From top to bottom, return the records that follow exactly.

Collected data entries
━━━━━━━━━━━━━━━━

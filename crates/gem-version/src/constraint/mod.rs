//! Requirement clauses and expressions

pub mod constraint;
mod constraints;
mod operator;

pub use constraint::Constraint;
pub use constraints::{parse_constraints, Constraints};
pub use operator::Operator;
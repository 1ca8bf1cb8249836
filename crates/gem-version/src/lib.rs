//! Version parsing, comparison and requirement matching compatible with RubyGems
//!
//! This crate reproduces the ordering rules of `Gem::Version` (including its
//! prerelease handling) and the requirement grammar of `Gem::Requirement`,
//! including the pessimistic `~>` operator.
//!
//! ```
//! use gem_version::{parse_constraints, parse_version};
//!
//! let constraints = parse_constraints(">= 1.0, < 1.4 || > 2.0").unwrap();
//! assert!(constraints.check(&parse_version("2.1").unwrap()));
//! assert!(!constraints.check(&parse_version("1.5").unwrap()));
//! ```

pub mod constraint;
mod comparator;
mod error;
mod gem;
mod version;

pub use comparator::Comparator;
pub use constraint::{parse_constraints, Constraint, Constraints, Operator};
pub use error::{ConstraintParseError, Error, VersionParseError};
pub use gem::Gem;
pub use version::{parse_version, Segment, Version};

━━━━━━━━━━━━━━━━

Answer section
filename crates/gem-version/src/constraint/mod.rs
//! Requirement clauses and expressions

pub mod constraint;
mod constraints;
mod operator;

pub use constraint::Constraint;
pub use constraints::{parse_constraints, Constraints};
pub use operator::Operator;
repository 1ca8bf1cb8249836
filename crates/gem-version/src/lib.rs
//! Version parsing, comparison and requirement matching compatible with RubyGems
//!
//! This crate reproduces the ordering rules of `Gem::Version` (including its
//! prerelease handling) and the requirement grammar of `Gem::Requirement`,
//! including the pessimistic `~>` operator.
//!
//! ```
//! use gem_version::{parse_constraints, parse_version};
//!
//! let constraints = parse_constraints(">= 1.0, < 1.4 || > 2.0").unwrap();
//! assert!(constraints.check(&parse_version("2.1").unwrap()));
//! assert!(!constraints.check(&parse_version("1.5").unwrap()));
//! ```

pub mod constraint;
mod comparator;
mod error;
mod gem;
mod version;

pub use comparator::Comparator;
pub use constraint::{parse_constraints, Constraint, Constraints, Operator};
pub use error::{ConstraintParseError, Error, VersionParseError};
pub use gem::Gem;
pub use version::{parse_version, Segment, Version};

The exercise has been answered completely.